Die Hilfen sollen direkt bei den Kindern ankommen. Die Umsetzung soll von den Kommunen organisiert und vom Bund finanziert werden.
- b) Bundesmittel für ein Programm Schulsozialarbeit
Nur mit einer bedarfsdeckenden Bildungs- und Betreuungsinfrastruktur vor Ort kann die Teilhabe aller Kinder sichergestellt werden. Vor allem der flächendeckende Ausbau der Schulsozialarbeit ist ein geeignetes Instrument, um die Bildungsteilhabe und soziokulturelle Teilhabe zu unterstützen.

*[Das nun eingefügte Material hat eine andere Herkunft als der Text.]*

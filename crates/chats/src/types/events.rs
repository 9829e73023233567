//! Change-notification vocabulary.
//!
//! The store emits a [`ChangeEvent`] on a [`ChannelName`] whenever a row is
//! inserted, updated or deleted. The realtime core subscribes to channels with
//! an [`EventFilter`] and decodes rows into typed entities. Presence (typing)
//! travels on the same channel names but is never persisted.

use std::fmt;

use chrono::{DateTime, Utc};
use serde::de::DeserializeOwned;
use serde::{Deserialize, Serialize};

use super::{ChatResult, ConversationId, UserId};

/// Scope of a change-notification channel.
#[derive(Debug, Clone, Copy, PartialEq, Eq, Hash, Serialize, Deserialize)]
#[serde(tag = "scope", content = "id", rename_all = "snake_case")]
pub enum ChannelName {
    /// `conversation:{id}`
    Conversation(ConversationId),
    /// `user:{id}:conversations`
    UserConversations(UserId),
}

impl ChannelName {
    pub fn conversation(id: ConversationId) -> Self {
        Self::Conversation(id)
    }

    pub fn user_conversations(id: UserId) -> Self {
        Self::UserConversations(id)
    }
}

impl fmt::Display for ChannelName {
    fn fmt(&self, f: &mut fmt::Formatter<'_>) -> fmt::Result {
        match self {
            ChannelName::Conversation(id) => write!(f, "conversation:{}", id),
            ChannelName::UserConversations(id) => write!(f, "user:{}:conversations", id),
        }
    }
}

/// Store tables that produce change events.
#[derive(Debug, Clone, Copy, PartialEq, Eq, Hash, Serialize, Deserialize)]
#[serde(rename_all = "snake_case")]
pub enum Table {
    Conversations,
    Participants,
    Messages,
    ReadReceipts,
}

/// Kind of row mutation.
#[derive(Debug, Clone, Copy, PartialEq, Eq, Hash, Serialize, Deserialize)]
#[serde(rename_all = "lowercase")]
pub enum ChangeType {
    Insert,
    Update,
    Delete,
}

/// A single row-level change as delivered by the notifier.
#[derive(Debug, Clone, Serialize, Deserialize)]
pub struct ChangeEvent {
    pub event_type: ChangeType,
    pub table: Table,
    /// New row image (old image for deletes)
    pub row: serde_json::Value,
    /// Previous row image, when the transport provides it
    #[serde(default)]
    pub old_row: Option<serde_json::Value>,
}

impl ChangeEvent {
    /// Build an insert event from a serializable row.
    pub fn insert<T: Serialize>(table: Table, row: &T) -> ChatResult<Self> {
        Ok(Self {
            event_type: ChangeType::Insert,
            table,
            row: serde_json::to_value(row)?,
            old_row: None,
        })
    }

    /// Build an update event carrying both row images.
    pub fn update<T: Serialize>(table: Table, row: &T, old_row: Option<&T>) -> ChatResult<Self> {
        Ok(Self {
            event_type: ChangeType::Update,
            table,
            row: serde_json::to_value(row)?,
            old_row: old_row.map(serde_json::to_value).transpose()?,
        })
    }

    /// Decode the new row image.
    pub fn decode_row<T: DeserializeOwned>(&self) -> ChatResult<T> {
        Ok(serde_json::from_value(self.row.clone())?)
    }

    /// Decode the previous row image, if one was sent.
    pub fn decode_old_row<T: DeserializeOwned>(&self) -> ChatResult<Option<T>> {
        match &self.old_row {
            Some(value) => Ok(Some(serde_json::from_value(value.clone())?)),
            None => Ok(None),
        }
    }
}

/// Filter applied by a subscription: one table, optionally one mutation kind.
#[derive(Debug, Clone, Copy, PartialEq, Eq, Hash, Serialize, Deserialize)]
pub struct EventFilter {
    pub table: Table,
    pub event_type: Option<ChangeType>,
}

impl EventFilter {
    pub fn new(table: Table, event_type: ChangeType) -> Self {
        Self {
            table,
            event_type: Some(event_type),
        }
    }

    /// Match every mutation on a table.
    pub fn any(table: Table) -> Self {
        Self {
            table,
            event_type: None,
        }
    }

    pub fn matches(&self, event: &ChangeEvent) -> bool {
        self.table == event.table
            && self.event_type.map_or(true, |kind| kind == event.event_type)
    }
}

/// Presence state a client tracks on a conversation channel.
#[derive(Debug, Clone, PartialEq, Eq, Serialize, Deserialize)]
pub struct PresenceMeta {
    pub user_id: UserId,
    pub typing: bool,
    pub updated_at: DateTime<Utc>,
}

impl PresenceMeta {
    pub fn typing(user_id: UserId) -> Self {
        Self {
            user_id,
            typing: true,
            updated_at: Utc::now(),
        }
    }

    pub fn idle(user_id: UserId) -> Self {
        Self {
            user_id,
            typing: false,
            updated_at: Utc::now(),
        }
    }
}

/// Presence transport events.
#[derive(Debug, Clone, PartialEq, Eq, Serialize, Deserialize)]
#[serde(tag = "event", rename_all = "snake_case")]
pub enum PresenceEvent {
    /// Full server-side state; replaces whatever the client holds
    Sync { present: Vec<PresenceMeta> },
    Join { meta: PresenceMeta },
    Leave { user_id: UserId },
}

/// Sink the store publishes row changes into.
pub trait ChangePublisher: Send + Sync {
    fn publish(&self, channel: &ChannelName, event: ChangeEvent);
}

Denn Schulsozialarbeiter und Schulsozialarbeiterinnen kennen die Kinder und ihre Familien und ihren individuellen Unterstützungsbedarf aus dem täglichen Erleben.
Zur Sicherung eines einheitlichen Mindeststandards ist eine bedarfsgerechte Versorgung mit Schulsozialarbeit erforderlich. Dazu soll mindestens an jeder Schule ein Schulsozialarbeiter / eine Schulsozialarbeiterin etabliert werden (derzeit rund 34 000 allgemeinbildende und 9 000 berufsbildende Schulen). Die Kosten in Höhe von rund 2 Milliarden Euro im Jahr sollen überwiegend vom Bund getragen werden. Zur besseren Bewältigung der notwendigen Ausbaukosten soll der weitere Ausbau schrittweise bis 2015 stattfinden.
- c) Verfassungskonforme Regelsätze
Nach wie vor fehlt eine saubere Berechnungsgrundlage für die Regelsätze. Der Bundesrat fordert daher die Bundesregierung auf, auf Basis der unteren 20 Prozent der Einkommen von Menschen, die vom Lohn ihrer Arbeit leben, den Regelsatz zu berechnen.
Um die Ausgabepositionen "Tabak und Alkohol" methodisch korrekt auszuschließen, muss die gesamte Referenzgruppe um die Haushalte bereinigt werden, die Ausgaben dafür haben.
Die derzeit verwendeten Daten zur Berechnung des Kinderregelsatzes sind nicht geeignet, die Bedarfe von Kindern abzubilden. Der Bundesrat fordert daher die Bundesregierung auf, einen Expertenkreis einzurichten, der bereits die Daten der Einkommens- und Verbrauchsstichprobe (EVS) 2008 überprüfen muss und darüber hinaus Vorschläge für eine sachgerechte Ermittlung der Kinderregelsätze vorlegen soll. Die bisher ermittelten Regelsätze müssen einer Plausibilitätskontrolle unterworfen und gegebenenfalls angepasst werden.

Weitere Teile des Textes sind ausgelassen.